Draco hatte den Tag mehr oder weniger verschlafen. Er fühlte sich wieder gut und erholt. Da auch Madame Pomfrey nichts dagegen einzuwenden hatte, stand er auf. Vermutlich sollte er sich zunächst bei Harry sehen lassen, entschied er. Die Ereignisse des vergangenen Tages beschäftigten ihn noch immer. Warum hatte Potter ihn unbedingt bei der Exekution dabei haben wollen? Letztlich war es nichts anderes gewesen. Wollte Potter wirklich wissen, ob ihm diese Art des Tötens gefiel? Er spürte eine heftige Sehnsucht nach seiner Lady und seinem Lord. Er suchte nach Harry und fand ihn wieder auf der Schaukel sitzend.
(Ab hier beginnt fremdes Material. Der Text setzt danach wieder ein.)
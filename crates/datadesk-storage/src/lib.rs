//! Persisted pipeline state, processed outputs, and archival snapshots.

use std::fs::File;
use std::path::{Path, PathBuf};
use std::sync::Arc;

use anyhow::Context;
use arrow_array::{ArrayRef, Float64Array, RecordBatch, StringArray};
use arrow_schema::{DataType, Field as ArrowField, Schema};
use chrono::{DateTime, Utc};
use datadesk_core::{PointRow, SourceState, YearMatrix, MONTH_LABELS};
use parquet::arrow::ArrowWriter;
use serde::Serialize;
use sha2::{Digest, Sha256};
use tokio::fs;
use tracing::warn;

pub const CRATE_NAME: &str = "datadesk-storage";

/// Write bytes via a temp file in the same directory plus rename, so readers
/// never observe a half-written file.
async fn write_atomic(path: &Path, bytes: &[u8]) -> anyhow::Result<()> {
    let parent = path
        .parent()
        .with_context(|| format!("no parent directory for {}", path.display()))?;
    fs::create_dir_all(parent)
        .await
        .with_context(|| format!("creating {}", parent.display()))?;
    let file_name = path
        .file_name()
        .with_context(|| format!("no file name in {}", path.display()))?
        .to_string_lossy()
        .to_string();
    let temp_path = parent.join(format!(".{file_name}.tmp"));
    fs::write(&temp_path, bytes)
        .await
        .with_context(|| format!("writing {}", temp_path.display()))?;
    fs::rename(&temp_path, path)
        .await
        .with_context(|| format!("renaming {} -> {}", temp_path.display(), path.display()))?;
    Ok(())
}

/// One JSON state file per source family under the state root. Unreadable
/// state is recovered as "first run"; it is never fatal.
#[derive(Debug, Clone)]
pub struct StateStore {
    root: PathBuf,
}

impl StateStore {
    pub fn new(root: impl Into<PathBuf>) -> Self {
        Self { root: root.into() }
    }

    pub fn path_for(&self, family: &str) -> PathBuf {
        self.root.join(format!("{family}_state.json"))
    }

    pub async fn load(&self, family: &str) -> SourceState {
        let path = self.path_for(family);
        match fs::read_to_string(&path).await {
            Ok(text) => match serde_json::from_str(&text) {
                Ok(state) => state,
                Err(err) => {
                    warn!(
                        path = %path.display(),
                        error = %err,
                        "unreadable state file; starting fresh"
                    );
                    SourceState::default()
                }
            },
            Err(_) => SourceState::default(),
        }
    }

    pub async fn save(&self, family: &str, state: &SourceState) -> anyhow::Result<()> {
        let bytes = serde_json::to_vec_pretty(state).context("serializing source state")?;
        write_atomic(&self.path_for(family), &bytes).await
    }
}

/// Processed outputs per source family: delimited tables, timestamped raw
/// archive copies, and columnar snapshots with a manifest.
#[derive(Debug, Clone)]
pub struct ProcessedStore {
    root: PathBuf,
}

#[derive(Debug, Clone, Serialize)]
pub struct SnapshotManifest {
    pub schema_version: u32,
    pub files: Vec<SnapshotFile>,
}

#[derive(Debug, Clone, Serialize)]
pub struct SnapshotFile {
    pub name: String,
    pub path: String,
    pub sha256: String,
    pub bytes: u64,
}

impl ProcessedStore {
    pub fn new(root: impl Into<PathBuf>) -> Self {
        Self { root: root.into() }
    }

    pub fn root(&self) -> &Path {
        &self.root
    }

    fn family_dir(&self, family: &str) -> PathBuf {
        self.root.join(family)
    }

    pub async fn write_delimited(
        &self,
        family: &str,
        name: &str,
        csv: &str,
    ) -> anyhow::Result<PathBuf> {
        let path = self.family_dir(family).join(format!("{name}.csv"));
        write_atomic(&path, csv.as_bytes()).await?;
        Ok(path)
    }

    /// Archive a raw download under `raw/` with a UTC timestamp in the name.
    pub async fn archive_raw(
        &self,
        family: &str,
        fetched_at: DateTime<Utc>,
        extension: &str,
        bytes: &[u8],
    ) -> anyhow::Result<PathBuf> {
        let stamp = fetched_at.format("%Y%m%dT%H%M%SZ");
        let path = self
            .family_dir(family)
            .join("raw")
            .join(format!("{family}_{stamp}.{extension}"));
        write_atomic(&path, bytes).await?;
        Ok(path)
    }

    pub async fn snapshot_points(
        &self,
        family: &str,
        rows: &[PointRow],
    ) -> anyhow::Result<PathBuf> {
        let dir = self.family_dir(family).join("snapshots");
        fs::create_dir_all(&dir)
            .await
            .with_context(|| format!("creating {}", dir.display()))?;
        let path = dir.join(format!("{family}.parquet"));
        write_point_parquet(&path, rows)?;
        self.write_manifest(&dir, family, &path).await?;
        Ok(path)
    }

    pub async fn snapshot_matrix(
        &self,
        family: &str,
        matrix: &YearMatrix,
    ) -> anyhow::Result<PathBuf> {
        let dir = self.family_dir(family).join("snapshots");
        fs::create_dir_all(&dir)
            .await
            .with_context(|| format!("creating {}", dir.display()))?;
        let path = dir.join(format!("{family}.parquet"));
        write_matrix_parquet(&path, matrix)?;
        self.write_manifest(&dir, family, &path).await?;
        Ok(path)
    }

    async fn write_manifest(
        &self,
        dir: &Path,
        family: &str,
        snapshot_path: &Path,
    ) -> anyhow::Result<()> {
        let manifest = SnapshotManifest {
            schema_version: 1,
            files: vec![manifest_entry(family, dir, snapshot_path)?],
        };
        let bytes =
            serde_json::to_vec_pretty(&manifest).context("serializing snapshot manifest")?;
        write_atomic(&dir.join("manifest.json"), &bytes).await
    }
}

fn manifest_entry(name: &str, base_dir: &Path, path: &Path) -> anyhow::Result<SnapshotFile> {
    let bytes = std::fs::read(path).with_context(|| format!("reading {}", path.display()))?;
    let mut hasher = Sha256::new();
    hasher.update(&bytes);
    let sha256 = hex::encode(hasher.finalize());
    let rel = path.strip_prefix(base_dir).unwrap_or(path).display().to_string();
    Ok(SnapshotFile {
        name: name.to_string(),
        path: rel,
        sha256,
        bytes: bytes.len() as u64,
    })
}

fn write_parquet(path: &Path, batch: RecordBatch) -> anyhow::Result<()> {
    let file = File::create(path).with_context(|| format!("creating {}", path.display()))?;
    let mut writer = ArrowWriter::try_new(file, batch.schema(), None)
        .with_context(|| format!("opening parquet writer {}", path.display()))?;
    writer
        .write(&batch)
        .with_context(|| format!("writing record batch {}", path.display()))?;
    writer
        .close()
        .with_context(|| format!("closing parquet writer {}", path.display()))?;
    Ok(())
}

fn write_point_parquet(path: &Path, rows: &[PointRow]) -> anyhow::Result<()> {
    let schema = Arc::new(Schema::new(vec![
        ArrowField::new("latitude", DataType::Float64, false),
        ArrowField::new("longitude", DataType::Float64, false),
        ArrowField::new("status", DataType::Utf8, false),
        ArrowField::new("address", DataType::Utf8, false),
        ArrowField::new("reported_at", DataType::Utf8, false),
        ArrowField::new("hours_ago", DataType::Float64, true),
        ArrowField::new("category", DataType::Utf8, false),
        ArrowField::new("subcategory", DataType::Utf8, false),
        ArrowField::new("detail", DataType::Utf8, false),
        ArrowField::new("neighborhood", DataType::Utf8, false),
        ArrowField::new("district", DataType::Utf8, false),
    ]));

    let strings = |pick: fn(&PointRow) -> &str| -> ArrayRef {
        Arc::new(StringArray::from(
            rows.iter().map(|r| Some(pick(r))).collect::<Vec<_>>(),
        ))
    };
    let latitudes: ArrayRef = Arc::new(Float64Array::from(
        rows.iter().map(|r| r.latitude).collect::<Vec<_>>(),
    ));
    let longitudes: ArrayRef = Arc::new(Float64Array::from(
        rows.iter().map(|r| r.longitude).collect::<Vec<_>>(),
    ));
    let hours_ago: ArrayRef = Arc::new(Float64Array::from(
        rows.iter().map(|r| r.hours_ago).collect::<Vec<_>>(),
    ));

    let batch = RecordBatch::try_new(
        schema,
        vec![
            latitudes,
            longitudes,
            strings(|r| &r.status),
            strings(|r| &r.address),
            strings(|r| &r.reported_at),
            hours_ago,
            strings(|r| &r.category),
            strings(|r| &r.subcategory),
            strings(|r| &r.detail),
            strings(|r| &r.neighborhood),
            strings(|r| &r.district),
        ],
    )
    .context("building point snapshot record batch")?;
    write_parquet(path, batch)
}

fn write_matrix_parquet(path: &Path, matrix: &YearMatrix) -> anyhow::Result<()> {
    let mut fields = vec![ArrowField::new("month", DataType::Utf8, false)];
    for year in matrix.years() {
        fields.push(ArrowField::new(year.to_string(), DataType::Float64, true));
    }
    let schema = Arc::new(Schema::new(fields));

    let mut columns: Vec<ArrayRef> = vec![Arc::new(StringArray::from(
        MONTH_LABELS.iter().map(|m| Some(*m)).collect::<Vec<_>>(),
    ))];
    for column in matrix.columns() {
        columns.push(Arc::new(Float64Array::from(column.values.to_vec())));
    }

    let batch = RecordBatch::try_new(schema, columns)
        .context("building matrix snapshot record batch")?;
    write_parquet(path, batch)
}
Die Erinnerung an ihr kleines Erlebnis auf der Schaukel erregte Draco. Hilflos und gefesselt vollkommen der Macht seines Herrn ausgeliefert zu sein, löste ein tiefes Wohlgefühl aus. Er sehnte sich nach dem Gefühl erzwungener Hingabe. Potters Dominanz spüren und Befriedigung in der Unterwerfung finden, zog ihn an wie eine Motte das tödliche Licht. „Harry, störe ich Dich?“, fragte er leise. „Komm her, Sklave.“, befahl Potter, wie wenn er Malfoys Sehnsucht gespürt hätte.